[Stored items from a collection]
· · · · · · ·
//! Admin console commands.
//!
//! Entries of the commands catalog only carry a human-readable `syntax`
//! such as `cheat AddExperience <Amount> <fromTribeShare> <preventSharing>`.
//! The template and the parameter form are derived from it here. Command
//! templates read the form alone, never the command entry itself.

use std::collections::HashSet;
use std::sync::OnceLock;

use regex::{Captures, Regex};

use super::models::{CatalogEntry, CatalogKind, CatalogSet};
use super::params::{FieldKind, ParamSpec};
use super::template::CommandTemplate;

pub const KILL_AOE_CATEGORIES: [&str; 6] = ["pawns", "dinos", "tamed", "players", "wild", "structures"];

const INTEGER_MARKERS: [&str; 4] = ["Amount", "Level", "Quality", "Stats"];
const SWITCH_PREFIXES: [&str; 5] = ["true", "false", "prevent", "cloned", "neutered"];
const INTEGER_MAX: f64 = 999_999.0;
const SPAWN_LIMIT: f64 = 9999.0;

#[derive(Debug, Clone, PartialEq)]
pub struct ConsoleCommand {
    pub template: CommandTemplate,
    pub form: Vec<ParamSpec>,
}

/// Catalog ids offered by command forms that pick an item or a creature.
#[derive(Debug, Clone, Default, PartialEq)]
pub struct Pickers {
    pub items: Vec<String>,
    pub creatures: Vec<String>,
}

impl Pickers {
    #[must_use]
    pub fn from_catalogs(catalogs: &CatalogSet) -> Self {
        let ids = |kind: CatalogKind| -> Vec<String> {
            catalogs
                .get(kind)
                .entries()
                .iter()
                .map(|e| e.id().to_string())
                .collect()
        };
        Self {
            items: ids(CatalogKind::Items),
            creatures: ids(CatalogKind::Creatures),
        }
    }
}

fn param_pattern() -> &'static Regex {
    static PATTERN: OnceLock<Regex> = OnceLock::new();
    PATTERN.get_or_init(|| Regex::new(r"<([^<>]+)>").expect("parameter pattern is valid"))
}

/// Template and form for one entry of the commands catalog.
#[must_use]
pub fn derive(entry: &CatalogEntry, pickers: &Pickers) -> ConsoleCommand {
    let syntax = entry.field("syntax").unwrap_or_else(|| entry.id());
    match entry.id() {
        "KillAOE" => kill_aoe(syntax),
        "SetGamma" => set_gamma(syntax),
        "ClearWater" => clear_water(),
        "SpawnExactDino" => spawn_exact_dino(syntax, pickers),
        _ if is_gfi(entry.id(), syntax) => give_item(syntax, pickers),
        _ => from_syntax(syntax),
    }
}

/// Replaces every `<Param>` of `syntax` with a typed placeholder.
#[must_use]
pub fn from_syntax(syntax: &str) -> ConsoleCommand {
    let mut form = Vec::new();
    let mut seen = HashSet::new();

    let source = param_pattern().replace_all(syntax, |caps: &Captures<'_>| {
        let raw = caps[1].trim();
        let name = unique_slug(raw, &mut seen);
        let (kind, tag) = classify(raw);
        let spec = match kind {
            FieldKind::Integer => ParamSpec::new(&name, raw, kind)
                .with_default("0")
                .with_range(0.0, INTEGER_MAX),
            FieldKind::Choice(_) => switch(&name, raw).with_hint("1 = on, 0 = off"),
            _ => ParamSpec::new(&name, raw, kind),
        };
        form.push(spec);
        format!("{{{name}:{tag}}}")
    });

    ConsoleCommand {
        template: CommandTemplate::parse(&source).params_only(),
        form,
    }
}

fn classify(param: &str) -> (FieldKind, &'static str) {
    let lower = param.to_ascii_lowercase();
    if INTEGER_MARKERS.iter().any(|m| param.contains(m)) {
        (FieldKind::Integer, "int")
    } else if SWITCH_PREFIXES.iter().any(|p| lower.starts_with(p)) {
        (switch_kind(), "int")
    } else {
        (FieldKind::Text, "text")
    }
}

fn switch_kind() -> FieldKind {
    FieldKind::Choice(vec!["0".into(), "1".into()])
}

/// A `0`/`1` console switch, off by default.
fn switch(name: &str, label: &str) -> ParamSpec {
    ParamSpec::new(name, label, switch_kind()).with_default("0")
}

fn integer(name: &str, label: &str, min: f64, max: f64) -> ParamSpec {
    ParamSpec::new(name, label, FieldKind::Integer)
        .with_default(if min > 0.0 { "1" } else { "0" })
        .with_range(min, max)
}

/// Picks one of `ids`. Falls back to free text while the catalog is empty.
fn picker(name: &str, label: &str, ids: &[String], catalog: CatalogKind) -> ParamSpec {
    if ids.is_empty() {
        ParamSpec::new(name, label, FieldKind::Text)
            .with_hint(format!("{} catalog is empty, type an id", catalog.title()))
    } else {
        ParamSpec::new(name, label, FieldKind::Choice(ids.to_vec()))
            .with_hint("Left/Right to pick, or type an id")
    }
}

/// Lowercase identifier for a syntax parameter, unique within one command.
fn unique_slug(raw: &str, seen: &mut HashSet<String>) -> String {
    let mut slug = String::with_capacity(raw.len());
    for c in raw.chars() {
        if c.is_ascii_alphanumeric() {
            slug.push(c.to_ascii_lowercase());
        } else if !slug.is_empty() && !slug.ends_with('_') {
            slug.push('_');
        }
    }
    while slug.ends_with('_') {
        slug.pop();
    }
    if slug.is_empty() {
        slug.push_str("arg");
    }

    let mut candidate = slug.clone();
    let mut n = 2;
    while !seen.insert(candidate.clone()) {
        candidate = format!("{slug}_{n}");
        n += 1;
    }
    candidate
}

/// Leading words of a syntax, up to its first parameter.
fn head(syntax: &str) -> String {
    syntax
        .split_whitespace()
        .take_while(|word| !word.starts_with('<'))
        .collect::<Vec<_>>()
        .join(" ")
}

fn with_head(syntax: &str, rest: &str) -> CommandTemplate {
    let head = head(syntax);
    let template = if head.is_empty() {
        CommandTemplate::parse(rest)
    } else {
        CommandTemplate::parse(&format!("{head} {rest}"))
    };
    template.params_only()
}

/// Template slots for `form`, in order.
fn slots(form: &[ParamSpec]) -> Vec<String> {
    form.iter()
        .map(|spec| {
            let tag = match &spec.kind {
                FieldKind::Integer => "int",
                FieldKind::Decimal => "dec",
                FieldKind::Flag => "flag",
                FieldKind::Choice(options) if options == &["0", "1"] => "int",
                FieldKind::Choice(_) | FieldKind::Text => "text",
            };
            format!("{{{}:{tag}}}", spec.name)
        })
        .collect()
}

fn is_gfi(name: &str, syntax: &str) -> bool {
    name.eq_ignore_ascii_case("GFI")
        || syntax
            .split_whitespace()
            .nth(1)
            .is_some_and(|word| word.eq_ignore_ascii_case("GFI"))
}

fn give_item(syntax: &str, pickers: &Pickers) -> ConsoleCommand {
    let form = vec![
        picker("item", "Item", &pickers.items, CatalogKind::Items),
        integer("amount", "Amount", 1.0, 9999.0).with_hint("Quantity of the item"),
        integer("quality", "Quality", 0.0, 100.0),
        switch("force_blueprint", "Force blueprint").with_hint("1 = full blueprint path"),
    ];
    ConsoleCommand {
        template: with_head(syntax, &slots(&form).join(" ")),
        form,
    }
}

fn spawn_exact_dino(syntax: &str, pickers: &Pickers) -> ConsoleCommand {
    let text = |name: &str, label: &str, hint: &str| {
        ParamSpec::new(name, label, FieldKind::Text).with_hint(hint)
    };
    let signed = |name: &str, label: &str| integer(name, label, -SPAWN_LIMIT, SPAWN_LIMIT);

    let before_fixed = vec![
        picker("blueprint", "Blueprint", &pickers.creatures, CatalogKind::Creatures),
        picker("saddle", "Saddle blueprint", &pickers.items, CatalogKind::Items),
        integer("saddle_quality", "Saddle quality", 0.0, SPAWN_LIMIT),
        integer("base_level", "Base level", 0.0, SPAWN_LIMIT),
        integer("extra_levels", "Extra levels", 0.0, SPAWN_LIMIT),
        text("base_stats", "Base stats", "e.g. 10,13,..."),
        text("added_stats", "Added stats", "e.g. 10,13,..."),
        text("name", "Name", "e.g. MyDino"),
        switch("cloned", "Cloned"),
        switch("neutered", "Neutered"),
        text("tamed_date", "Tamed date", "YYYY-MM-DD"),
        text("uploaded_from", "Uploaded from", "Location"),
        text("imprinter_name", "Imprinter name", "Name"),
        text("imprinter_id", "Imprinter ID", "UE4 ID"),
        integer("imprint_quality", "Imprint quality", 0.0, 100.0),
    ];
    let after_fixed = vec![
        text("region_colors", "Region colors", "e.g. 12,49,..."),
        signed("creature_id", "Creature ID"),
        signed("experience", "Experience"),
        signed("spawn_distance", "Spawn distance"),
        signed("spawn_y", "Spawn Y"),
        signed("spawn_z", "Spawn Z"),
    ];

    // The argument between imprint quality and region colors is always 0.
    let rest = format!(
        "{} 0 {}",
        slots(&before_fixed).join(" "),
        slots(&after_fixed).join(" ")
    );
    let mut form = before_fixed;
    form.extend(after_fixed);
    ConsoleCommand {
        template: with_head(syntax, &rest),
        form,
    }
}

fn kill_aoe(syntax: &str) -> ConsoleCommand {
    let categories = KILL_AOE_CATEGORIES.iter().map(|c| (*c).to_string()).collect();
    ConsoleCommand {
        template: with_head(syntax, "{category:text} {radius:int}"),
        form: vec![
            ParamSpec::new("category", "Category", FieldKind::Choice(categories))
                .with_hint("Target group"),
            ParamSpec::new("radius", "Radius", FieldKind::Integer)
                .with_default("0")
                .with_range(0.0, 9999.0)
                .with_hint("Radius in units"),
        ],
    }
}

fn set_gamma(syntax: &str) -> ConsoleCommand {
    ConsoleCommand {
        template: with_head(syntax, "{value:dec}"),
        form: vec![ParamSpec::new("value", "Gamma", FieldKind::Decimal)
            .with_default("1.0")
            .with_range(0.0, 6.0)
            .with_hint("0.0 (dark) to 6.0 (bright)")],
    }
}

fn clear_water() -> ConsoleCommand {
    ConsoleCommand {
        template: CommandTemplate::parse("r.VolumetricFog {fog:int}").params_only(),
        form: vec![ParamSpec::new("fog", "Volumetric fog", switch_kind())
            .with_default("1")
            .with_hint("0 clears underwater fog")],
    }
}
use crate::app::state::{AppTextArea, ParamForm};
use crate::domain::{
    favorites::Favorite,
    models::{CatalogEntry, CatalogKind},
    params::FieldKind,
};
use crate::theme::{glyphs, parse_hex, Theme};

use ratatui::{
    buffer::Buffer,
    layout::Rect,
    style::Style,
    text::{Line, Span},
    widgets::{Block, BorderType, Borders, Clear, Paragraph, Widget},
};

const LABEL_WIDTH: usize = 14;
const MISSING: &str = "—";

/// What the right-hand panel describes.
pub enum Detail<'a> {
    Entry {
        kind: CatalogKind,
        entry: &'a CatalogEntry,
        form: &'a ParamForm,
    },
    Favorite(&'a Favorite),
    Empty(&'static str),
}

pub struct DetailPanel<'a> {
    pub detail: Detail<'a>,
    /// Editor for the focused form field while editing parameters.
    pub editor: Option<&'a AppTextArea<'a>>,
    pub focused: bool,
    pub theme: &'a Theme,
}

fn row<'a>(label: &str, value: impl Into<Span<'a>>, theme: &Theme) -> Line<'a> {
    Line::from(vec![
        Span::styled(format!("{label:<LABEL_WIDTH$}"), theme.field_label),
        value.into(),
    ])
}

impl DetailPanel<'_> {
    /// Lines of the panel and the index of the focused form field's line.
    fn lines(&self) -> (Vec<Line<'_>>, Option<usize>) {
        let theme = self.theme;
        let mut lines = Vec::new();
        let mut focus_line = None;

        match &self.detail {
            Detail::Empty(message) => {
                lines.push(Line::from(Span::styled(*message, theme.dimmed)));
            }
            Detail::Favorite(favorite) => {
                lines.push(Line::from(Span::styled(
                    favorite.description.as_str(),
                    theme.entry_id,
                )));
                lines.push(Line::from(""));
                lines.push(row("Command", Span::styled(favorite.command.as_str(), theme.command), theme));
                lines.push(row("Saved from", Span::raw(favorite.tab.title()), theme));
                lines.push(row(
                    "Created",
                    Span::raw(favorite.created.format("%Y-%m-%d %H:%M").to_string()),
                    theme,
                ));
                if favorite.tab == CatalogKind::Taming {
                    lines.push(Line::from(""));
                    lines.push(Line::from(Span::styled(
                        "Enter shows the taming notes",
                        theme.field_hint,
                    )));
                }
            }
            Detail::Entry { kind, entry, form } => {
                lines.push(Line::from(Span::styled(entry.label(), theme.entry_id)));
                lines.push(Line::from(Span::styled(entry.id(), theme.dimmed)));
                lines.push(Line::from(""));
                entry_rows(*kind, entry, theme, &mut lines);

                if !form.specs.is_empty() {
                    lines.push(Line::from(""));
                    lines.push(Line::from(Span::styled("Parameters", theme.header_item)));
                    for (i, spec) in form.specs.iter().enumerate() {
                        let focused = self.focused && i == form.focused;
                        let input = form.inputs.get(i).map_or("", String::as_str);
                        let value_style = if focused {
                            theme.field_focus
                        } else {
                            theme.field_value
                        };
                        let mut value = vec![Span::styled(
                            format!("{:<w$.w$} ", spec.label, w = LABEL_WIDTH - 1),
                            theme.field_label,
                        )];
                        value.push(Span::styled(input.to_string(), value_style));
                        if let FieldKind::Choice(options) = &spec.kind {
                            value.push(Span::styled(
                                format!("  ({})", options.join("/")),
                                theme.field_hint,
                            ));
                        } else if let Some(hint) = &spec.hint {
                            value.push(Span::styled(format!("  {hint}"), theme.field_hint));
                        }
                        if focused {
                            focus_line = Some(lines.len());
                        }
                        lines.push(Line::from(value));
                    }
                }
            }
        }
        (lines, focus_line)
    }
}

fn entry_rows<'a>(kind: CatalogKind, entry: &'a CatalogEntry, theme: &Theme, lines: &mut Vec<Line<'a>>) {
    let or_missing = |name: &str| entry.field(name).filter(|v| !v.trim().is_empty()).unwrap_or(MISSING);
    match kind {
        CatalogKind::Taming => {
            lines.push(row("Tame type", Span::raw(or_missing("tame_type")), theme));
            lines.push(row("Feed", Span::raw(or_missing("feed")), theme));
            lines.push(row("Notes", Span::raw(or_missing("notes")), theme));
        }
        CatalogKind::Colors => {
            let hex = or_missing("hex");
            let swatch = parse_hex(hex).map_or(theme.dimmed, |c| Style::default().fg(c));
            lines.push(row("Color", Span::styled(glyphs::SWATCH, swatch), theme));
            lines.push(row("Hex", Span::raw(hex), theme));
        }
        CatalogKind::Commands => {
            lines.push(row("Syntax", Span::raw(or_missing("syntax")), theme));
            lines.push(row("Description", Span::raw(or_missing("description")), theme));
        }
        CatalogKind::Locations => {
            let coords = format!("{} / {} / {}", or_missing("x"), or_missing("y"), or_missing("z"));
            lines.push(row("Coordinates", Span::raw(coords), theme));
        }
        CatalogKind::Items | CatalogKind::Creatures => {
            for (name, value) in entry.fields() {
                if name != "name" && value != entry.id() {
                    lines.push(row(name, Span::raw(value), theme));
                }
            }
        }
    }
}

impl Widget for DetailPanel<'_> {
    fn render(self, area: Rect, buf: &mut Buffer) {
        let theme = self.theme;
        let (border, title_style) = if self.focused {
            (theme.border_focus, theme.header_active)
        } else {
            (theme.border, theme.header_item)
        };
        let block = Block::default()
            .title(Line::from(vec![
                Span::raw(" "),
                Span::styled("DETAILS", title_style),
                Span::raw(" "),
            ]))
            .borders(Borders::ALL)
            .border_type(BorderType::Rounded)
            .border_style(border);
        let inner = block.inner(area);
        block.render(area, buf);
        if inner.width == 0 || inner.height == 0 {
            return;
        }

        let (lines, focus_line) = self.lines();
        Paragraph::new(lines).render(inner, buf);

        if let (Some(editor), Some(line)) = (self.editor, focus_line) {
            let line = line as u16;
            let offset = LABEL_WIDTH as u16;
            if line < inner.height && offset < inner.width {
                let editor_area = Rect {
                    x: inner.x + offset,
                    y: inner.y + line,
                    width: inner.width - offset,
                    height: 1,
                };
                Clear.render(editor_area, buf);
                Widget::render(editor, editor_area, buf);
            }
        }
    }
}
· · · · · · ·
§ **Task goal**:
Go through the entries and return each line where the word "CommandTemplate" appears.

§ **Response**:
use super::template::CommandTemplate;
    pub template: CommandTemplate,
        template: CommandTemplate::parse(&source).params_only(),
fn with_head(syntax: &str, rest: &str) -> CommandTemplate {
        CommandTemplate::parse(rest)
        CommandTemplate::parse(&format!("{head} {rest}"))
        template: CommandTemplate::parse("r.VolumetricFog {fog:int}").params_only(),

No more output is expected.